**Task requirements**
Every line of the data, first to last, must be written out unchanged.

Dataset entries

━━━━━━━━━━

#[cfg(test)]
mod tests {
    use super::*;
    use crate::keys::{KeyAlgorithm, KeyGenerator};
    use chrono::{Duration, Utc};
    use std::sync::atomic::{AtomicUsize, Ordering};

    /// Key source that counts how often it was asked for a key.
    #[derive(Default)]
    struct CountingSource {
        calls: AtomicUsize,
    }

    impl KeyPairSource for CountingSource {
        fn generate_key_pair(&self) -> Result<KeyPair> {
            self.calls.fetch_add(1, Ordering::SeqCst);
            KeyPair::generate(KeyAlgorithm::EcdsaP256Sha256)
        }
    }

    struct FailingSource;

    impl KeyPairSource for FailingSource {
        fn generate_key_pair(&self) -> Result<KeyPair> {
            Err(Error::KeyGeneration("provider unavailable".into()))
        }
    }

    fn complete(config: &SecurityConfig) -> CertificateBuilder {
        let today = Utc::now().date_naive();
        CertificateBuilder::new()
            .subject("AB12")
            .cluster_id("CD34")
            .scm_id("EF56")
            .begin_date(today)
            .end_date(today + Duration::days(1))
            .config(config)
    }

    #[test]
    fn builds_self_signed_ca() {
        let config = SecurityConfig::default();
        let key = KeyGenerator::new(&config).generate_key_pair().unwrap();
        let public = key.public_key_raw().to_vec();

        let cert = complete(&config).key(key).make_ca().build().unwrap();

        assert_eq!(cert.common_name(), Some("AB12"));
        assert_eq!(cert.subject(), cert.issuer());
        assert!(cert.is_ca());
        cert.verify_self_signed().unwrap();

        // SPKI ends with the raw subjectPublicKey bits.
        assert!(cert.public_key().ends_with(&public));
    }

    #[test]
    fn missing_fields_are_reported() {
        let result = CertificateBuilder::new().subject("only-subject").build();
        assert!(matches!(
            &result,
            Err(Error::Configuration(msg))
                if msg.contains("cluster_id")
                    && msg.contains("scm_id")
                    && msg.contains("key")
                    && !msg.contains("subject,")
        ));
    }

    #[test]
    fn missing_key_is_configuration_error() {
        let config = SecurityConfig::default();
        let result = complete(&config).build();
        assert!(matches!(result, Err(Error::Configuration(_))));
    }

    #[test]
    fn empty_subject_is_configuration_error() {
        let config = SecurityConfig::default();
        let result = complete(&config)
            .subject("  ")
            .key(KeyPair::generate(KeyAlgorithm::EcdsaP256Sha256).unwrap())
            .build();
        assert!(matches!(result, Err(Error::Configuration(_))));
    }

    #[test]
    fn end_before_begin_fails_before_key_generation() {
        let config = SecurityConfig::default();
        let source = Arc::new(CountingSource::default());
        let today = Utc::now().date_naive();

        let result = complete(&config)
            .begin_date(today)
            .end_date(today - Duration::days(1))
            .key_source(source.clone())
            .build();

        assert!(matches!(result, Err(Error::Validity(_))));
        assert_eq!(source.calls.load(Ordering::SeqCst), 0);
    }

    #[test]
    fn equal_dates_are_rejected() {
        let config = SecurityConfig::default();
        let today = Utc::now().date_naive();
        let result = complete(&config)
            .end_date(today)
            .key(KeyPair::generate(KeyAlgorithm::EcdsaP256Sha256).unwrap())
            .build();
        assert!(matches!(result, Err(Error::Validity(_))));
    }

    #[test]
    fn window_longer_than_maximum_is_rejected() {
        let config = SecurityConfig::default().with_max_certificate_duration_days(10);
        let today = Utc::now().date_naive();
        let result = complete(&config)
            .end_date(today + Duration::days(11))
            .key(KeyPair::generate(KeyAlgorithm::EcdsaP256Sha256).unwrap())
            .build();
        assert!(matches!(result, Err(Error::Validity(_))));
    }

    #[test]
    fn key_source_is_used_once() {
        let config = SecurityConfig::default();
        let source = Arc::new(CountingSource::default());
        let cert = complete(&config).key_source(source.clone()).build().unwrap();
        assert_eq!(source.calls.load(Ordering::SeqCst), 1);
        assert!(!cert.is_ca());
    }

    #[test]
    fn key_generation_error_propagates() {
        let config = SecurityConfig::default();
        let result = complete(&config).key_source(Arc::new(FailingSource)).build();
        assert!(matches!(result, Err(Error::KeyGeneration(msg)) if msg == "provider unavailable"));
    }

    #[test]
    fn key_algorithm_must_match_config() {
        let config = SecurityConfig::default().with_key_algorithm(KeyAlgorithm::EcdsaP384Sha384);
        let result = complete(&config)
            .key(KeyPair::generate(KeyAlgorithm::EcdsaP256Sha256).unwrap())
            .build();
        assert!(matches!(result, Err(Error::Configuration(_))));
    }

    #[test]
    fn ed25519_certificate() {
        let config = SecurityConfig::default().with_key_algorithm(KeyAlgorithm::Ed25519);
        let cert = complete(&config)
            .key(KeyPair::generate(KeyAlgorithm::Ed25519).unwrap())
            .make_ca()
            .build()
            .unwrap();
        cert.verify_self_signed().unwrap();
    }

    #[test]
    fn invalid_dns_name_is_rejected() {
        let config = SecurityConfig::default();
        let result = complete(&config)
            .key(KeyPair::generate(KeyAlgorithm::EcdsaP256Sha256).unwrap())
            .dns_name("bad\u{e9}name")
            .build();
        assert!(matches!(result, Err(Error::Configuration(_))));
    }

    #[test]
    fn identical_inputs_give_comparable_certificates() {
        let config = SecurityConfig::default();
        let a = complete(&config)
            .key(KeyPair::generate(KeyAlgorithm::EcdsaP256Sha256).unwrap())
            .build()
            .unwrap();
        let b = complete(&config)
            .key(KeyPair::generate(KeyAlgorithm::EcdsaP256Sha256).unwrap())
            .build()
            .unwrap();
        assert_eq!(a.subject(), b.subject());
        assert_eq!(a.not_before(), b.not_before());
        assert_eq!(a.not_after(), b.not_after());
        assert_ne!(a.serial_number(), b.serial_number());
    }

    #[test]
    fn random_serial_is_positive() {
        for _ in 0..64 {
            let serial = random_serial();
            assert!(!serial.as_bytes().is_empty());
            assert!(serial.as_bytes().len() <= 8);
        }
    }
}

━━━━━━━━━━

**Result for this task**
#[cfg(test)]
mod tests {
    use super::*;
    use crate::keys::{KeyAlgorithm, KeyGenerator};
    use chrono::{Duration, Utc};
    use std::sync::atomic::{AtomicUsize, Ordering};

    /// Key source that counts how often it was asked for a key.
    #[derive(Default)]
    struct CountingSource {
        calls: AtomicUsize,
    }

    impl KeyPairSource for CountingSource {
        fn generate_key_pair(&self) -> Result<KeyPair> {
            self.calls.fetch_add(1, Ordering::SeqCst);
            KeyPair::generate(KeyAlgorithm::EcdsaP256Sha256)
        }
    }

    struct FailingSource;

    impl KeyPairSource for FailingSource {
        fn generate_key_pair(&self) -> Result<KeyPair> {
            Err(Error::KeyGeneration("provider unavailable".into()))
        }
    }

    fn complete(config: &SecurityConfig) -> CertificateBuilder {
        let today = Utc::now().date_naive();
        CertificateBuilder::new()
            .subject("AB12")
            .cluster_id("CD34")
            .scm_id("EF56")
            .begin_date(today)
            .end_date(today + Duration::days(1))
            .config(config)
    }

    #[test]
    fn builds_self_signed_ca() {
        let config = SecurityConfig::default();
        let key = KeyGenerator::new(&config).generate_key_pair().unwrap();
        let public = key.public_key_raw().to_vec();

        let cert = complete(&config).key(key).make_ca().build().unwrap();

        assert_eq!(cert.common_name(), Some("AB12"));
        assert_eq!(cert.subject(), cert.issuer());
        assert!(cert.is_ca());
        cert.verify_self_signed().unwrap();

        // SPKI ends with the raw subjectPublicKey bits.
        assert!(cert.public_key().ends_with(&public));
    }

    #[test]
    fn missing_fields_are_reported() {
        let result = CertificateBuilder::new().subject("only-subject").build();
        assert!(matches!(
            &result,
            Err(Error::Configuration(msg))
                if msg.contains("cluster_id")
                    && msg.contains("scm_id")
                    && msg.contains("key")
                    && !msg.contains("subject,")
        ));
    }

    #[test]
    fn missing_key_is_configuration_error() {
        let config = SecurityConfig::default();
        let result = complete(&config).build();
        assert!(matches!(result, Err(Error::Configuration(_))));
    }

    #[test]
    fn empty_subject_is_configuration_error() {
        let config = SecurityConfig::default();
        let result = complete(&config)
            .subject("  ")
            .key(KeyPair::generate(KeyAlgorithm::EcdsaP256Sha256).unwrap())
            .build();
        assert!(matches!(result, Err(Error::Configuration(_))));
    }

    #[test]
    fn end_before_begin_fails_before_key_generation() {
        let config = SecurityConfig::default();
        let source = Arc::new(CountingSource::default());
        let today = Utc::now().date_naive();

        let result = complete(&config)
            .begin_date(today)
            .end_date(today - Duration::days(1))
            .key_source(source.clone())
            .build();

        assert!(matches!(result, Err(Error::Validity(_))));
        assert_eq!(source.calls.load(Ordering::SeqCst), 0);
    }

    #[test]
    fn equal_dates_are_rejected() {
        let config = SecurityConfig::default();
        let today = Utc::now().date_naive();
        let result = complete(&config)
            .end_date(today)
            .key(KeyPair::generate(KeyAlgorithm::EcdsaP256Sha256).unwrap())
            .build();
        assert!(matches!(result, Err(Error::Validity(_))));
    }

    #[test]
    fn window_longer_than_maximum_is_rejected() {
        let config = SecurityConfig::default().with_max_certificate_duration_days(10);
        let today = Utc::now().date_naive();
        let result = complete(&config)
            .end_date(today + Duration::days(11))
            .key(KeyPair::generate(KeyAlgorithm::EcdsaP256Sha256).unwrap())
            .build();
        assert!(matches!(result, Err(Error::Validity(_))));
    }

    #[test]
    fn key_source_is_used_once() {
        let config = SecurityConfig::default();
        let source = Arc::new(CountingSource::default());
        let cert = complete(&config).key_source(source.clone()).build().unwrap();
        assert_eq!(source.calls.load(Ordering::SeqCst), 1);
        assert!(!cert.is_ca());
    }

    #[test]
    fn key_generation_error_propagates() {
        let config = SecurityConfig::default();
        let result = complete(&config).key_source(Arc::new(FailingSource)).build();
        assert!(matches!(result, Err(Error::KeyGeneration(msg)) if msg == "provider unavailable"));
    }

    #[test]
    fn key_algorithm_must_match_config() {
        let config = SecurityConfig::default().with_key_algorithm(KeyAlgorithm::EcdsaP384Sha384);
        let result = complete(&config)
            .key(KeyPair::generate(KeyAlgorithm::EcdsaP256Sha256).unwrap())
            .build();
        assert!(matches!(result, Err(Error::Configuration(_))));
    }

    #[test]
    fn ed25519_certificate() {
        let config = SecurityConfig::default().with_key_algorithm(KeyAlgorithm::Ed25519);
        let cert = complete(&config)
            .key(KeyPair::generate(KeyAlgorithm::Ed25519).unwrap())
            .make_ca()
            .build()
            .unwrap();
        cert.verify_self_signed().unwrap();
    }

    #[test]
    fn invalid_dns_name_is_rejected() {
        let config = SecurityConfig::default();
        let result = complete(&config)
            .key(KeyPair::generate(KeyAlgorithm::EcdsaP256Sha256).unwrap())
            .dns_name("bad\u{e9}name")
            .build();
        assert!(matches!(result, Err(Error::Configuration(_))));
    }

    #[test]
    fn identical_inputs_give_comparable_certificates() {
        let config = SecurityConfig::default();
        let a = complete(&config)
            .key(KeyPair::generate(KeyAlgorithm::EcdsaP256Sha256).unwrap())
            .build()
            .unwrap();
        let b = complete(&config)
            .key(KeyPair::generate(KeyAlgorithm::EcdsaP256Sha256).unwrap())
            .build()
            .unwrap();
        assert_eq!(a.subject(), b.subject());
        assert_eq!(a.not_before(), b.not_before());
        assert_eq!(a.not_after(), b.not_after());
        assert_ne!(a.serial_number(), b.serial_number());
    }

    #[test]
    fn random_serial_is_positive() {
        for _ in 0..64 {
            let serial = random_serial();
            assert!(!serial.as_bytes().is_empty());
            assert!(serial.as_bytes().len() <= 8);
        }
    }
}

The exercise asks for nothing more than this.